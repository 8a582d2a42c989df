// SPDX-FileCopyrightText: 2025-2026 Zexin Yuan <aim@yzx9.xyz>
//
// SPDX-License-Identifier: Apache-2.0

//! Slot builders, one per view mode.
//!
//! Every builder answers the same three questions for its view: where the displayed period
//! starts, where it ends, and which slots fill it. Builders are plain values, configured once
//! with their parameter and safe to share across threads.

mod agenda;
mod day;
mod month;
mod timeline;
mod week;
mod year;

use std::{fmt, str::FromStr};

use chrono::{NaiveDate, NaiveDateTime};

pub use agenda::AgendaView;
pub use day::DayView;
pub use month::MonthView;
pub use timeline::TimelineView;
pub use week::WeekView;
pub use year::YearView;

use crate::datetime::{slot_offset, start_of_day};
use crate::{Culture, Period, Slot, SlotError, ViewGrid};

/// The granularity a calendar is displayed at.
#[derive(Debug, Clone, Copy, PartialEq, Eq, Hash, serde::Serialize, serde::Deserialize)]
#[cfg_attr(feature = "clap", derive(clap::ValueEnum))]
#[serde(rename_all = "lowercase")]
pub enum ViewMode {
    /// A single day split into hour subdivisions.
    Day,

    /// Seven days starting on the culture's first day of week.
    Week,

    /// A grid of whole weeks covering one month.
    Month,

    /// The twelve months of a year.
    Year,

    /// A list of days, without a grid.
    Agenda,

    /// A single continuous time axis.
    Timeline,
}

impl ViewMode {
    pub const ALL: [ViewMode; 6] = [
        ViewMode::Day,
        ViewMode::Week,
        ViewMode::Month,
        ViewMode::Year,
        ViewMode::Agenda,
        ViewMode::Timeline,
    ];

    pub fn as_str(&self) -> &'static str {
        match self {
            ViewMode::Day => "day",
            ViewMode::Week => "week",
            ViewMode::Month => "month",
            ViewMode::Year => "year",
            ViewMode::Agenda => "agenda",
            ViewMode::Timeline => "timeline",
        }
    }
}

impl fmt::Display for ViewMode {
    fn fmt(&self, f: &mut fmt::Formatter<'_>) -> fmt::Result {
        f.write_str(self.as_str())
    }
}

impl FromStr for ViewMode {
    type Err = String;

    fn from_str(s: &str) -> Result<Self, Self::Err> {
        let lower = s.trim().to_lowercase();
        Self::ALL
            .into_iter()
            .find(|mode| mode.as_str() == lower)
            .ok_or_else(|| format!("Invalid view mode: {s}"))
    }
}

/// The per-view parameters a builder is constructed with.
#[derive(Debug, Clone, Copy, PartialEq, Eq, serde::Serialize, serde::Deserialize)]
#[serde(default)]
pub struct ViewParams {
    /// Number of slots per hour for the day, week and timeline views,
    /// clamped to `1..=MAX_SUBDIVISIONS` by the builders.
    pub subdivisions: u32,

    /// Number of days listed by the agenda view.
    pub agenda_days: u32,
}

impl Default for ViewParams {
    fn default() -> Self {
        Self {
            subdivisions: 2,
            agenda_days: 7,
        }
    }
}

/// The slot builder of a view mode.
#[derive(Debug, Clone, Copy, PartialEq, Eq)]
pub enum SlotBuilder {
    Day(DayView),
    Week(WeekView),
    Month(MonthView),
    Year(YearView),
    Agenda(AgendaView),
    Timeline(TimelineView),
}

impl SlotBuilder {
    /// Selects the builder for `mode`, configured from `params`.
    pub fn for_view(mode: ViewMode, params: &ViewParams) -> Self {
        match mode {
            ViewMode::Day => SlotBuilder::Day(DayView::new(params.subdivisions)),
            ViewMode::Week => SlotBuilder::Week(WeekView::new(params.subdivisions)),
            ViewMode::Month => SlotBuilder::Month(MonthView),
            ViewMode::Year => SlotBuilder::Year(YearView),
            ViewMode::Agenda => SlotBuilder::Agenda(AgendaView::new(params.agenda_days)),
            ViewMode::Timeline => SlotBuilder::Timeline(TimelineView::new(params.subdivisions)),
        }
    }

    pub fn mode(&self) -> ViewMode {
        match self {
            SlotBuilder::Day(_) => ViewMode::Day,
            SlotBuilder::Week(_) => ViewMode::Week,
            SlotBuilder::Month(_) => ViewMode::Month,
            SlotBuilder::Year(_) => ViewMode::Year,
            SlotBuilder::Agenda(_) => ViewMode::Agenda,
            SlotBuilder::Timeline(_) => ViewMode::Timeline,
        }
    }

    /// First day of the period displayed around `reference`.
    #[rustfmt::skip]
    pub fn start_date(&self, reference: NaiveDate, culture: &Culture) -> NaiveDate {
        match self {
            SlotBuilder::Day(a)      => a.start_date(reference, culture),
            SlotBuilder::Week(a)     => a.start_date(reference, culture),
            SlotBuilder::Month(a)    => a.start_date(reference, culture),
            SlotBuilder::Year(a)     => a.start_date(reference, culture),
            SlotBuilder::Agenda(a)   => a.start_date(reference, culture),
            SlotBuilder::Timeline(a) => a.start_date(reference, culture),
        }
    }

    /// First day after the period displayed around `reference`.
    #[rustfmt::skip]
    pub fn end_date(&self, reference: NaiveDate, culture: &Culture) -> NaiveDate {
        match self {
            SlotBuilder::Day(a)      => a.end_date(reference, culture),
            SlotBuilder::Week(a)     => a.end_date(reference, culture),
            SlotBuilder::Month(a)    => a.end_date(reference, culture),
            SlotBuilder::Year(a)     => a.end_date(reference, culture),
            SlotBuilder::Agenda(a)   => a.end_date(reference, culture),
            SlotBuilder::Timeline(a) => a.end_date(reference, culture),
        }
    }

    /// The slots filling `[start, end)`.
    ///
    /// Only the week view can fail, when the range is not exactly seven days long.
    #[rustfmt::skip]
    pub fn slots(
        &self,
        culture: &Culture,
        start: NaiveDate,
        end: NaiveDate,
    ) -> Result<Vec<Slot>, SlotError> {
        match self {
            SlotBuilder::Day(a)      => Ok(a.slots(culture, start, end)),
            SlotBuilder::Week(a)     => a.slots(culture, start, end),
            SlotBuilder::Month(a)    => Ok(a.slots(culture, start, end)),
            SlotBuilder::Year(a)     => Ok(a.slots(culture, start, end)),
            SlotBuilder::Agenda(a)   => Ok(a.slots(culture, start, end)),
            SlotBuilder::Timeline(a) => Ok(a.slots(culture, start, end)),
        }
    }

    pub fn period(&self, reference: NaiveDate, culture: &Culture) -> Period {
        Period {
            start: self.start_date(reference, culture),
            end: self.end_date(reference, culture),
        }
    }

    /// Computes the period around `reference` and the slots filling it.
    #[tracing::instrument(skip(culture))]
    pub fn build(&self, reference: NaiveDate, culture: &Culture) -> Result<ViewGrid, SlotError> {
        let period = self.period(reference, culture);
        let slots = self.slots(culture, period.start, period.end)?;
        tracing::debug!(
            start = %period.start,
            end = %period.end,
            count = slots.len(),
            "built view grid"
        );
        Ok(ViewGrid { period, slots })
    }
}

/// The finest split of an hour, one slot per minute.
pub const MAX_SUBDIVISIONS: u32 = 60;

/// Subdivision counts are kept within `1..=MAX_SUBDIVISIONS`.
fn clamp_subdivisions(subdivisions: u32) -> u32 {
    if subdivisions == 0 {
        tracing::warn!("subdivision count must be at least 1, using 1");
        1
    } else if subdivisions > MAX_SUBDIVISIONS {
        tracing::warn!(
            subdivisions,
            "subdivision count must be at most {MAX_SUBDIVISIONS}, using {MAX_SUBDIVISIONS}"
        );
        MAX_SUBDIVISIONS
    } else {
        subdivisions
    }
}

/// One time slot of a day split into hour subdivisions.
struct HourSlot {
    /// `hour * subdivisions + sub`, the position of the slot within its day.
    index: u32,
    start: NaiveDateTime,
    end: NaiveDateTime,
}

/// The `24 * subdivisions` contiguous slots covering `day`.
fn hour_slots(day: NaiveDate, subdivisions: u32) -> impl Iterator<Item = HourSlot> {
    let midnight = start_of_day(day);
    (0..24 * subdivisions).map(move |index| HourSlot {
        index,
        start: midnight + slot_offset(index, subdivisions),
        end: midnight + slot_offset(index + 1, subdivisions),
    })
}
^^^^^^^^
_WHAT YOU NEED TO DO_
Without changing anything, quote the lines from the top of the data to the line that contains "values, configured once", including that line.

_RESPONSE AREA_
repository 8a582d2a42c989df
// SPDX-FileCopyrightText: 2025-2026 Zexin Yuan <aim@yzx9.xyz>
//
// SPDX-License-Identifier: Apache-2.0

//! Slot builders, one per view mode.
//!
//! Every builder answers the same three questions for its view: where the displayed period
//! starts, where it ends, and which slots fill it. Builders are plain values, configured once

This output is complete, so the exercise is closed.